Pengusutan Korupsi Febrie Adriansyah Harus Transparan dan Bebas Intervensi
Proses Penyidikan dan Penggunaan Bukti
Beritabaru1.com – Kasus dugaan korupsi yang menimpa Febrie Adriansyah, mantan Jampidsus Kejaksaan Agung, kini menjadi sorotan publik. Ilham Fariduz Zaman, Direktur Lembaga Bantuan Hukum (LBH) Pengurus Besar Pergerakan Mahasiswa Islam Indonesia (PB PMII), menekankan bahwa pengusutan dugaan korupsi Febrie Adriansyah harus dilakukan secara transparan dan bebas dari intervensi pihak tertentu. Menurutnya, penyidik KPK Polri sudah menemukan aset dengan nilai besar, yang menjadi dasar kuat untuk memastikan proses hukum berjalan lengkap dan valid. Ilham menilai bahwa langkah ini penting agar publik dapat mempercayai kebenaran tindakan yang diambil oleh lembaga antikorupsi.
Ilham Fariduz Zaman menyoroti adanya perbedaan signifikan antara nilai aset yang disita dengan harta yang tercatat dalam Laporan Harta Kekayaan Penyelenggara Negara (LHKPN).
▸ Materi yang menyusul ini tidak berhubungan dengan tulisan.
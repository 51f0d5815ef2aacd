//! Engine collaborator traits
//!
//! The bridge never owns a simulation. It talks to one through these narrow
//! interfaces, which a host engine (or [`crate::sandbox::SandboxEngine`])
//! implements. All calls are synchronous: a command runs to completion
//! against the engine without yielding.

use e2l_core::{PropertyValue, Result};

/// Handle to an entity or component inside the engine
pub type ObjectId = u64;

/// Handle to a world
pub type WorldId = u64;

/// Engine class of an object, as far as the bridge cares
#[derive(Debug, Clone, Copy, PartialEq, Eq)]
pub enum ObjectClass {
    /// Top-level entity
    Actor,
    /// Camera-like component a scene capture can be attached to
    Camera,
    /// Component that renders into a render target
    SceneCapture,
    /// Observer probe
    Observer,
    Other,
}

/// One observed property of an observer
#[derive(Debug, Clone, PartialEq)]
pub struct ObservedProperty {
    pub name: String,
    pub enabled: bool,
}

impl ObservedProperty {
    pub fn new(name: impl Into<String>) -> Self {
        Self {
            name: name.into(),
            enabled: true,
        }
    }
}

/// Observer declaration as registered with the engine
#[derive(Debug, Clone, PartialEq)]
pub struct ObserverDecl {
    /// The observer's own object handle
    pub id: ObjectId,
    pub name: String,
    pub enabled: bool,
    /// Emit `<name>:camera` with the parent's view
    pub screen_capture: bool,
    /// Read properties from the owning entity instead of the attach parent
    pub use_actor_properties: bool,
    pub observed_properties: Vec<ObservedProperty>,
}

impl ObserverDecl {
    /// Enabled observer with no capture and no observed properties
    pub fn new(name: impl Into<String>) -> Self {
        Self {
            id: 0,
            name: name.into(),
            enabled: true,
            screen_capture: false,
            use_actor_properties: false,
            observed_properties: Vec::new(),
        }
    }

    pub fn with_screen_capture(mut self) -> Self {
        self.screen_capture = true;
        self
    }

    pub fn with_actor_properties(mut self) -> Self {
        self.use_actor_properties = true;
        self
    }

    pub fn disabled(mut self) -> Self {
        self.enabled = false;
        self
    }

    /// Add an enabled observed property
    pub fn observe(mut self, property: impl Into<String>) -> Self {
        self.observed_properties.push(ObservedProperty::new(property));
        self
    }

    /// Add an observed property that is declared but switched off
    pub fn observe_disabled(mut self, property: impl Into<String>) -> Self {
        self.observed_properties.push(ObservedProperty {
            name: property.into(),
            enabled: false,
        });
        self
    }
}

/// Press/release input binding
#[derive(Debug, Clone, PartialEq)]
pub struct ActionBinding {
    pub action: String,
    pub key: String,
}

/// Continuous input binding
#[derive(Debug, Clone, PartialEq)]
pub struct AxisBinding {
    pub axis: String,
    pub key: String,
    pub scale: f64,
}

/// Size of a capture's render target
#[derive(Debug, Clone, Copy, PartialEq, Eq)]
pub struct RenderTarget {
    pub width: u32,
    pub height: u32,
}

/// World enumeration
pub trait WorldProvider {
    /// The single currently-playing world, if any
    fn playing_world(&self) -> Option<WorldId>;
}

/// Entity/component storage with typed property access
pub trait ObjectGraph {
    /// All entities in `world`
    fn entities(&self, world: WorldId) -> Vec<ObjectId>;

    /// Direct sub-components of an entity or component
    fn children(&self, object: ObjectId) -> Vec<ObjectId>;

    /// Object a component is attached to
    fn parent(&self, object: ObjectId) -> Option<ObjectId>;

    /// Entity owning a component (an entity owns itself)
    fn owner(&self, object: ObjectId) -> Option<ObjectId>;

    fn name(&self, object: ObjectId) -> Option<String>;

    fn class(&self, object: ObjectId) -> ObjectClass;

    /// Whether the object still exists
    fn is_valid(&self, object: ObjectId) -> bool;

    /// World the object lives in
    fn world_of(&self, object: ObjectId) -> Option<WorldId>;

    /// Current value of a property, `None` when the object has no such property
    fn property(&self, object: ObjectId, name: &str) -> Option<PropertyValue>;

    fn has_property(&self, object: ObjectId, name: &str) -> bool {
        self.property(object, name).is_some()
    }

    /// Names of every property on the object
    fn property_names(&self, object: ObjectId) -> Vec<String>;

    fn set_property(&mut self, object: ObjectId, name: &str, value: PropertyValue) -> Result<()>;

    /// Attach a new component of `class` named `name` under `parent`
    fn add_component(&mut self, parent: ObjectId, class: ObjectClass, name: &str) -> Result<ObjectId>;
}

/// Input bindings, input injection and world time control
pub trait InputSystem {
    fn action_bindings(&self) -> Vec<ActionBinding>;

    fn axis_bindings(&self) -> Vec<AxisBinding>;

    /// Press or release `key` on the world's player controller
    fn input_key(&mut self, world: WorldId, key: &str, pressed: bool) -> Result<()>;

    /// Feed an axis value for `key` on the world's player controller
    fn input_axis(&mut self, world: WorldId, key: &str, value: f64, delta_time: f64) -> Result<()>;

    /// Advance the world by exactly `delta_time`
    fn tick(&mut self, world: WorldId, delta_time: f64) -> Result<()>;

    fn is_paused(&self, world: WorldId) -> bool;

    /// Returns whether the engine honored the request
    fn set_paused(&mut self, world: WorldId, paused: bool) -> bool;

    fn restart_level(&mut self, world: WorldId) -> Result<()>;

    fn set_random_seed(&mut self, seed: i64);
}

/// Render-target provisioning and frame capture
pub trait CaptureSystem {
    /// Render target currently assigned to a scene capture
    fn render_target(&self, capture: ObjectId) -> Option<RenderTarget>;

    fn create_render_target(&mut self, capture: ObjectId, width: u32, height: u32) -> Result<RenderTarget>;

    /// Trigger a capture and return the target's contents as RGBA bytes
    fn capture_scene(&mut self, capture: ObjectId) -> Result<Vec<u8>>;
}

/// Registered observer declarations
pub trait ObserverRegistry {
    fn observers(&self) -> Vec<ObserverDecl>;
}

/// Everything the command layer needs from a host engine
pub trait Engine:
    WorldProvider + ObjectGraph + InputSystem + CaptureSystem + ObserverRegistry + Send + 'static
{
}

impl<T> Engine for T where
    T: WorldProvider + ObjectGraph + InputSystem + CaptureSystem + ObserverRegistry + Send + 'static
{
}
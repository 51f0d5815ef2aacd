//! Observation map
//!
//! A long-lived container keyed `"<observer>:<field>"`. The owner keeps one
//! instance for the lifetime of the server and recompiles it in place.

use crate::value::{Value, ValueMap};
use std::collections::BTreeMap;

/// Field name used for screen-capture observations
pub const CAMERA_FIELD: &str = "camera";

/// Build the `"<observer>:<field>"` key
pub fn observation_key(observer: &str, field: &str) -> String {
    format!("{}:{}", observer, field)
}

/// Flat observation map, overwritten key by key on each compile
///
/// A compile is bracketed by [`ObservationMap::begin_compile`] and
/// [`ObservationMap::finish_compile`]. Entries written in between are kept;
/// entries from earlier compiles that were not written again are pruned at
/// `finish_compile`, so a returned map never carries keys of observers that
/// are no longer valid or enabled.
#[derive(Debug, Default, Clone)]
pub struct ObservationMap {
    entries: BTreeMap<String, Entry>,
    generation: u64,
}

#[derive(Debug, Clone)]
struct Entry {
    generation: u64,
    value: Value,
}

impl ObservationMap {
    pub fn new() -> Self {
        Self::default()
    }

    /// Start a new compile pass
    pub fn begin_compile(&mut self) {
        self.generation = self.generation.wrapping_add(1);
    }

    /// Store `value` under `key`, reusing the existing slot when present
    pub fn insert(&mut self, key: &str, value: Value) {
        let generation = self.generation;
        match self.entries.get_mut(key) {
            Some(entry) => {
                entry.generation = generation;
                entry.value = value;
            }
            None => {
                self.entries
                    .insert(key.to_string(), Entry { generation, value });
            }
        }
    }

    /// Drop every entry not written since the last `begin_compile`
    pub fn finish_compile(&mut self) {
        let generation = self.generation;
        self.entries.retain(|_, e| e.generation == generation);
    }

    pub fn get(&self, key: &str) -> Option<&Value> {
        self.entries.get(key).map(|e| &e.value)
    }

    pub fn contains_key(&self, key: &str) -> bool {
        self.entries.contains_key(key)
    }

    pub fn keys(&self) -> impl Iterator<Item = &str> {
        self.entries.keys().map(String::as_str)
    }

    pub fn len(&self) -> usize {
        self.entries.len()
    }

    pub fn is_empty(&self) -> bool {
        self.entries.is_empty()
    }

    /// Snapshot as a wire map
    pub fn to_value(&self) -> Value {
        let map: ValueMap = self
            .entries
            .iter()
            .map(|(k, e)| (k.clone(), e.value.clone()))
            .collect();
        Value::Map(map)
    }
}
Dia menegaskan bahwa perbedaan ini perlu dijelaskan melalui mekanisme hukum yang jelas, agar tidak ada penyalahgunaan informasi atau pengelompokan bukti yang tidak proporsional. “Kami meminta penyidik untuk menelusuri asal-usul dana secara rinci dan memastikan siapa sebenarnya pemilik aset tersebut, berdasarkan alat bukti yang valid, bukan asumsi semata,” lanjutnya.
“Dengan mengejar kejelasan dalam penyidikan, KPK Polri bisa memberikan jawaban yang memenuhi ekspektasi masyarakat, terutama dalam memastikan adilnya seluruh pihak yang terlibat,” ujar Ilham.
Pentingnya Kebebasan dan Kepatuhan Hukum
Dalam menyatakan dukungan terhadap upaya KPK Polri, Ilham Fariduz Zaman juga mengingatkan pentingnya menjaga independensi penyidik. Menurutnya, intervensi dari lembaga lain atau pihak tertentu bisa mengganggu keadilan dan mengurangi kepercayaan publik terhadap proses hukum. “Kasus ini menjadi ujian bagi kemampuan KPK dalam menjalankan tugasnya secara objektif dan profesional, tanpa tekanan dari luar,” tambahnya.
Ilham menegaskan bahwa masyarakat memiliki hak untuk mengetahui seluruh fakta yang terjadi dalam penyidikan kasus dugaan korupsi Febrie Adriansyah. “Proses penyidikan harus terbuka, agar tidak ada kecurigaan bahwa ada upaya mempercepat penyelesaian atau mengabaikan bukti penting,” jelasnya. Ia juga berharap bahwa semua pihak yang diduga terlibat, baik tersangka maupun saksi, diperlakukan secara adil dan transparan. “Jangan ada kesan bahwa ada yang diberi perlakuan khusus, karena itu akan merusak kepercayaan publik terhadap sistem hukum,” tegasnya.
Kasus korupsi Febrie Adriansyah yang saat ini sedang diusut oleh KPK Polri dinilai sebagai salah satu contoh penting dalam penerapan hukum tindak pidana korupsi di Indonesia. Ilham Fariduz Zaman menilai bahwa penyidikan yang berjalan secara transparan dan bebas dari intervensi akan memperkuat kredibilitas KPK sebagai lembaga yang mampu menjaga integritas dan keadilan. “KPK harus tetap independen, agar semua kasus bisa ditangani secara profesional, termasuk kasus yang melibatkan pejabat negara tingkat tinggi seperti Febrie Adriansyah,” tambahnya.